You will find no salt and pepper on the tables of Gianni Favro's restaurant in Bangkok, "some people automatically season their dish with salt and pepper even before they have tasted the food. Recently after having watched a customer cover my just-served creation with salt I decided to remove all salt and pepper shakers from the tables. Many - in fact far too many - people appear to eat without tasting and the general quality of food in restaurants and also at home has fallen greatly. I intend to go in the opposite direction. Food should be treated with far more attention and respect". 'Less is more' is Gianni Favro's motto.

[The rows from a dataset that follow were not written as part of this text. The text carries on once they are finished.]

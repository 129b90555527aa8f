use std::{collections::HashMap, sync::Arc, time::Duration};

use serde::Deserialize;

use crate::{
    foundation::{
        error::{FlipbookError, FlipbookResult},
        gate::InitGate,
    },
    source::{FrameCollection, FrameId, FrameSource, RawFrame, is_supported_image_name},
};

/// Default per-request timeout for remote listings and frame downloads.
pub const DEFAULT_TIMEOUT: Duration = Duration::from_secs(15);

/// Blocking HTTP GET, the only network primitive the remote source needs.
///
/// Failures (transport, timeout, non-success status) are reported as `FetchFailed`.
pub trait HttpFetch: Send + Sync {
    fn get(&self, url: &str) -> FlipbookResult<Vec<u8>>;
}

/// [`HttpFetch`] backed by a blocking `reqwest` client.
#[derive(Debug, Clone)]
pub struct ReqwestFetch {
    client: reqwest::blocking::Client,
}

impl ReqwestFetch {
    pub fn new(timeout: Duration) -> FlipbookResult<Self> {
        let client = reqwest::blocking::Client::builder()
            .timeout(timeout)
            .user_agent(concat!("flipbook/", env!("CARGO_PKG_VERSION")))
            .build()
            .map_err(|e| FlipbookError::config(format!("failed to create HTTP client: {e}")))?;
        Ok(Self { client })
    }
}

impl HttpFetch for ReqwestFetch {
    fn get(&self, url: &str) -> FlipbookResult<Vec<u8>> {
        let resp = self.client.get(url).send().map_err(|e| map_http_error(url, e))?;
        let status = resp.status();
        if !status.is_success() {
            return Err(FlipbookError::fetch_failed(format!(
                "GET {url} returned status {status}"
            )));
        }
        let bytes = resp.bytes().map_err(|e| map_http_error(url, e))?;
        Ok(bytes.to_vec())
    }
}

fn map_http_error(url: &str, error: reqwest::Error) -> FlipbookError {
    if error.is_timeout() {
        FlipbookError::fetch_failed(format!("GET {url} timed out: {error}"))
    } else if error.is_connect() {
        FlipbookError::fetch_failed(format!("GET {url} connection error: {error}"))
    } else {
        FlipbookError::fetch_failed(format!("GET {url} failed: {error}"))
    }
}

/// One entry of a directory listing, shaped like a GitHub "contents" response.
#[derive(Debug, Deserialize)]
struct ListingEntry {
    name: String,
    #[serde(default, rename = "type")]
    kind: Option<String>,
    #[serde(default)]
    download_url: Option<String>,
}

#[derive(Debug)]
struct Listing {
    collection: FrameCollection,
    urls: HashMap<FrameId, String>,
}

/// Remotely enumerated source with lazy per-frame downloads.
///
/// The listing is fetched once and memoised for the lifetime of the source; every
/// [`FrameSource::fetch`] performs one GET with no bulk preload.
pub struct RemoteSource<H: HttpFetch = ReqwestFetch> {
    listing_url: String,
    http: H,
    listing: InitGate<Listing>,
}

impl<H: HttpFetch> RemoteSource<H> {
    pub fn new(listing_url: impl Into<String>, http: H) -> Self {
        Self {
            listing_url: listing_url.into(),
            http,
            listing: InitGate::new(),
        }
    }

    pub fn listing_url(&self) -> &str {
        &self.listing_url
    }

    fn listing(&self) -> FlipbookResult<Arc<Listing>> {
        self.listing.get_or_try_init(|| self.enumerate())
    }

    #[tracing::instrument(skip(self), fields(url = %self.listing_url))]
    fn enumerate(&self) -> FlipbookResult<Listing> {
        let body = self.http.get(&self.listing_url).map_err(|e| {
            tracing::warn!(error = %e, "remote listing failed");
            FlipbookError::enumeration(format!("list '{}': {e}", self.listing_url))
        })?;
        let entries: Vec<ListingEntry> = serde_json::from_slice(&body).map_err(|e| {
            tracing::warn!(error = %e, "remote listing is not a JSON entry array");
            FlipbookError::enumeration(format!("parse listing '{}': {e}", self.listing_url))
        })?;

        let base = self.listing_url.trim_end_matches('/');
        let mut urls = HashMap::new();
        for entry in entries {
            if entry.kind.as_deref().is_some_and(|k| k != "file") {
                continue;
            }
            if !is_supported_image_name(&entry.name) {
                continue;
            }
            let url = entry
                .download_url
                .unwrap_or_else(|| format!("{base}/{}", entry.name));
            urls.insert(FrameId::new(entry.name), url);
        }

        let collection = FrameCollection::from_ids(urls.keys().cloned().collect());
        tracing::info!(frames = collection.len(), "remote listing loaded");
        Ok(Listing { collection, urls })
    }
}

impl<H: HttpFetch> FrameSource for RemoteSource<H> {
    fn list(&self) -> FlipbookResult<FrameCollection> {
        Ok(self.listing()?.collection.clone())
    }

    fn fetch(&self, id: &FrameId) -> FlipbookResult<RawFrame> {
        let listing = self.listing()?;
        let url = listing
            .urls
            .get(id)
            .ok_or_else(|| {
                FlipbookError::not_found(format!("frame '{id}' is not in the listing"))
            })?;
        tracing::debug!(frame = %id, url = %url, "fetching remote frame");
        self.http.get(url).map(RawFrame::Bytes)
    }
}

#[cfg(test)]
#[path = "../../tests/unit/source/remote.rs"]
mod tests;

Therefore we would venture to describe his dishes as 'absolutely, but elaborately, simple'.
The restaurant is welcoming, with tables discreetly spaced to guarantee customer privacy during lunch and dinner. The background music is subtle and sophisticated and absorbs the conversation of the other guests. Unnecessary to stress the professionalism of the staff. Impeccable.
Raw fish, tagliolini pasta with clams, fillet of red snapper
Tonight our menu is dominated by fish, as our chef informs us on our arrival. Gianni Favro - an imposing figure both from a physical and a culinary point of view - greets us, and by way of welcome, we are served immediately with a glass of excellent Prosecco. I really shouldn't, but...
As a starter, panzanella [Tuscan bread salad] with cucumber espuma, a
light "foamy" antipasto to prepare our stomachs for the other
The second dish is absolutely spectacular, a trio of Carpaccio of Sea Bass, Red Tuna Tartar & Mediterranean Scampi: "Over the years we have found the best suppliers, and we have developed the fastest, safest and most efficient way to import fresh ingredients from the Italian market to Bangkok. Usually most of the fish arrives on Thursday evenings. These scampi for example arrived at the restaurant just half an hour ago" explains the chef.
The European sea bass, tuna and scampi literally melt in the mouth. Don't expect any lemon on the fish dishes served in Gianni Ristorante. "I don't like lemon on fish" he says. Enough said.
This was followed byRock Lobster Tail Fried in Fillo Pastry, Mousse of Aubergine & Cream of Mozzarella. A very crispy spring-roll: the flavour of the shrimp tails merges perfectly with the aubergine and mozzarella.
We then proceed to the pasta: Home Made Angel Hair Olive Oil, Garlic & Chili with Clams Veraci. "For this dish I've used four different types of chilli peppers, some milder and some more piquant" explains Gianni Favro while we are served a white wine from South Tyrol.
The main dish is an Oven Baked Filet of Wild Red Snapper on Lemon Scented Potato Mousseline. A simply exquisite dish and quite minimalist in its preparation, proving once again that a high quality ingredient, such as this red snapper fillet, can be garnished simply by a sprig of thyme. Nothing else is required.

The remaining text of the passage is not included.